» Work task: Take each line from the material below that includes the string "await" and copy it.

» Supplied material:
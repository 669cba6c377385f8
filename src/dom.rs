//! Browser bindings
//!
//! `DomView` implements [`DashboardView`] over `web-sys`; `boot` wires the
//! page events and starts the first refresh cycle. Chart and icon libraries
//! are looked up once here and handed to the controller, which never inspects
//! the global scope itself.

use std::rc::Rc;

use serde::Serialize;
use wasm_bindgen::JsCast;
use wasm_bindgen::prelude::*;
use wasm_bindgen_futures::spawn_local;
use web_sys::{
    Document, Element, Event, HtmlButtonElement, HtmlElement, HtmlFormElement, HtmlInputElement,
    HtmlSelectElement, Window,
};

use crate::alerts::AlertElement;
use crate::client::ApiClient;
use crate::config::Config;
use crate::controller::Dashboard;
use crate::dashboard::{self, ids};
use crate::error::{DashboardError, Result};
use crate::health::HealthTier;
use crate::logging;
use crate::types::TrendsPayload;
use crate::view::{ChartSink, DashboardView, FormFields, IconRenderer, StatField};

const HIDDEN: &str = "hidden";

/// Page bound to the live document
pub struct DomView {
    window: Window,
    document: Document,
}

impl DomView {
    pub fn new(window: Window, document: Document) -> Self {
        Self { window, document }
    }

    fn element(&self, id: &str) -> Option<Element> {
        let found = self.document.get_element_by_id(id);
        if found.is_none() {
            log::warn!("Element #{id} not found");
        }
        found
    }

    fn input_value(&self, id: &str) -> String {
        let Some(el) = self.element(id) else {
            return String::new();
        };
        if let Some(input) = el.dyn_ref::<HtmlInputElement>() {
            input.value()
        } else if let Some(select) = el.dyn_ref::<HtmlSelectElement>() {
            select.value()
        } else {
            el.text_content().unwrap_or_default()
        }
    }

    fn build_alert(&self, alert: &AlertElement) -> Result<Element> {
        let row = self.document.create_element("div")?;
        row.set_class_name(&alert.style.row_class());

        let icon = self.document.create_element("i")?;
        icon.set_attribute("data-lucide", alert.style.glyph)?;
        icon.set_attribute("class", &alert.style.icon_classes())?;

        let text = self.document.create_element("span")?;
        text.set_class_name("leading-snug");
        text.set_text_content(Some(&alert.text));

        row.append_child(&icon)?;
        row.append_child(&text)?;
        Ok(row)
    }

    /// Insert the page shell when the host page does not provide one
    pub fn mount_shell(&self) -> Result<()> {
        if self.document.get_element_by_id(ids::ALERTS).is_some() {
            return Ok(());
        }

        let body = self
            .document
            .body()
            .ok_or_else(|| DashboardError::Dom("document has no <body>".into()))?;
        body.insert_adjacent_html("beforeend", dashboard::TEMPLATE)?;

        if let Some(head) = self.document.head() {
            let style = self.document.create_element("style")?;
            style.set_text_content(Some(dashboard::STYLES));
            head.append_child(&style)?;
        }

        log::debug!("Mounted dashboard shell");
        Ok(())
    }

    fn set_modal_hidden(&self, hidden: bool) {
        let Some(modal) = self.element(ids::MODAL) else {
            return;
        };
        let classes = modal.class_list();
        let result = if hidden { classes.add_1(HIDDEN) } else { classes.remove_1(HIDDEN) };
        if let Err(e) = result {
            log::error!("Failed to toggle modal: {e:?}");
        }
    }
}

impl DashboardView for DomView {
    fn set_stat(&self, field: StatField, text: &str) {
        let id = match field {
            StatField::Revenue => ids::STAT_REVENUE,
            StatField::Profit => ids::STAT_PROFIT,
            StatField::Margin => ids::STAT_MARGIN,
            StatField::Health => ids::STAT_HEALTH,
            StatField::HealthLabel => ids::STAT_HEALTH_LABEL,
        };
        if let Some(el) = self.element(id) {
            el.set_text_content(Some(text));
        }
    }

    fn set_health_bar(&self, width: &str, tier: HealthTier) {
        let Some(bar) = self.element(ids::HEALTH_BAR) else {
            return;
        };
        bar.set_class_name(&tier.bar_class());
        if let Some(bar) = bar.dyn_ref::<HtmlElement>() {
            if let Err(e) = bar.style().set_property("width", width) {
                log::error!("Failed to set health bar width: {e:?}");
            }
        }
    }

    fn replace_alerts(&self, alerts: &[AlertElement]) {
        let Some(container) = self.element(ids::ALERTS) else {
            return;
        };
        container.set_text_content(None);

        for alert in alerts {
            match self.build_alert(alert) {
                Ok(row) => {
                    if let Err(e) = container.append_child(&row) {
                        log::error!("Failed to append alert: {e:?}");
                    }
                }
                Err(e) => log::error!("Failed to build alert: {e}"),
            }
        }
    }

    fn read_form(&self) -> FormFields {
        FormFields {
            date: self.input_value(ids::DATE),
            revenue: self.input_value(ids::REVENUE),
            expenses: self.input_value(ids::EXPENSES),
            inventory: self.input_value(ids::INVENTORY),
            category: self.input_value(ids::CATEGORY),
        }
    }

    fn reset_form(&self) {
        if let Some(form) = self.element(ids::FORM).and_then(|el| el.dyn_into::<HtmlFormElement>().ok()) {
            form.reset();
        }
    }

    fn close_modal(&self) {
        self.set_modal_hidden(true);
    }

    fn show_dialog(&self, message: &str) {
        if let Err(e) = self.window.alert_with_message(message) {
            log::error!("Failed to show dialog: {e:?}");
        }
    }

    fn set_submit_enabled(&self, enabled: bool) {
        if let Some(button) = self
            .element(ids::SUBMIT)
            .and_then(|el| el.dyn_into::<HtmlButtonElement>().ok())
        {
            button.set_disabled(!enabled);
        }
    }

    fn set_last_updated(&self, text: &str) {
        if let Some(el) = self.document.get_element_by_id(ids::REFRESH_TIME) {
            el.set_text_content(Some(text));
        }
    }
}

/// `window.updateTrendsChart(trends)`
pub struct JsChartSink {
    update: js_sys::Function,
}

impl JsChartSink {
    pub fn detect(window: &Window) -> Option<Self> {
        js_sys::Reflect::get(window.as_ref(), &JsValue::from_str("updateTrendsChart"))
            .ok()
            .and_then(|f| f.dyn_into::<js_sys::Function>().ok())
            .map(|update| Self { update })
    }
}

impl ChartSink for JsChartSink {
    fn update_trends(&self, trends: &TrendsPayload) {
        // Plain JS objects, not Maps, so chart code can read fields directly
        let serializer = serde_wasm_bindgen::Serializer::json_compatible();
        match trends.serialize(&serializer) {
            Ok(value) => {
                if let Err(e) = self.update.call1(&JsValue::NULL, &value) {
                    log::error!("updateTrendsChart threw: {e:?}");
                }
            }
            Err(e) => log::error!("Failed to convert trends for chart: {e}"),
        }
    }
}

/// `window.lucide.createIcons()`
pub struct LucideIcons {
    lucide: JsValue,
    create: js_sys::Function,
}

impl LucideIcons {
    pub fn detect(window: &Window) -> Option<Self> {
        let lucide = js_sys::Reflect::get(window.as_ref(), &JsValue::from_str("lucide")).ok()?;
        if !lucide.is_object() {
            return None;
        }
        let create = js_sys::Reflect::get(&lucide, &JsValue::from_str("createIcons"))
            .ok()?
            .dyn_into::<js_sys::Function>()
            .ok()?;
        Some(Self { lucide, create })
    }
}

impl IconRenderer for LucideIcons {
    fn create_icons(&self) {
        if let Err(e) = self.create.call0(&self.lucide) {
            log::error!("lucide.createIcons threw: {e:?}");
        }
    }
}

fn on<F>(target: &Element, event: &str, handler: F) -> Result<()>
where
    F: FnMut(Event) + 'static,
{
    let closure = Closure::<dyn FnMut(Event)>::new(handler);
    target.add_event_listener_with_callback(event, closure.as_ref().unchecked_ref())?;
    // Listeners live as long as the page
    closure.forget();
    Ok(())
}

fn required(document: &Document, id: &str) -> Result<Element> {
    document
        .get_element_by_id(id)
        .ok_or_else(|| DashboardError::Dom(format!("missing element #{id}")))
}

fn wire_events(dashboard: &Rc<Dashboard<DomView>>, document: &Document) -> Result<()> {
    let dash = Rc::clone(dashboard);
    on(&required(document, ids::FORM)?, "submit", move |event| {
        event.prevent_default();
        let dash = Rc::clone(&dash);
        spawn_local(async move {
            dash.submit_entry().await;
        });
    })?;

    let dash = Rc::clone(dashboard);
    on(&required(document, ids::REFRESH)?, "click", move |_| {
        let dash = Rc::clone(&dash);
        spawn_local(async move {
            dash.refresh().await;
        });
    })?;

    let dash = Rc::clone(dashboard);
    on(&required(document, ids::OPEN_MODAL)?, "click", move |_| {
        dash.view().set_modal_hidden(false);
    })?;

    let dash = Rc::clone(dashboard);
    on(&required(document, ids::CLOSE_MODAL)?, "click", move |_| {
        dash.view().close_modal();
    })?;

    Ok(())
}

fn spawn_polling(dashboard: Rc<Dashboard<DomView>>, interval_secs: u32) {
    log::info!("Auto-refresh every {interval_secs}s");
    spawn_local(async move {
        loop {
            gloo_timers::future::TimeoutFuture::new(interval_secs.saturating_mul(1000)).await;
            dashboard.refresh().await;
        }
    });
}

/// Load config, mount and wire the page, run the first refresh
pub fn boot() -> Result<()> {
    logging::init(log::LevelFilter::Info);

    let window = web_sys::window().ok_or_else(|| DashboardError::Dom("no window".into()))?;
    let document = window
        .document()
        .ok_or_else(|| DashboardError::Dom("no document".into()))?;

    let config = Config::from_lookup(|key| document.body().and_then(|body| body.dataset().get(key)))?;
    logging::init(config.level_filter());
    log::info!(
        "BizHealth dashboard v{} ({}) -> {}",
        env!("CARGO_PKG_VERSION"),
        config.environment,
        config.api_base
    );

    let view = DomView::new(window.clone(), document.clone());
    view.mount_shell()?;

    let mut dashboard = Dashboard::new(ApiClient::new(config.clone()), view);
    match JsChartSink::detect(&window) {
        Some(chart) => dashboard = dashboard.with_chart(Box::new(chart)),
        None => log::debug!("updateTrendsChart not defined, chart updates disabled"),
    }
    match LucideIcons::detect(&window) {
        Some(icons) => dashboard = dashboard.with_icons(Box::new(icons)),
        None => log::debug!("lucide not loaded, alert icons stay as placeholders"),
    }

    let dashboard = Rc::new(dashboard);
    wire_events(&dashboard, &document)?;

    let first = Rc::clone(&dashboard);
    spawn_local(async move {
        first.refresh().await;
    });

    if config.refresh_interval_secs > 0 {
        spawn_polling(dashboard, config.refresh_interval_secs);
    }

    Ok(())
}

» Response to this task:
            dash.submit_entry().await;
            dash.refresh().await;
            gloo_timers::future::TimeoutFuture::new(interval_secs.saturating_mul(1000)).await;
            dashboard.refresh().await;
        first.refresh().await;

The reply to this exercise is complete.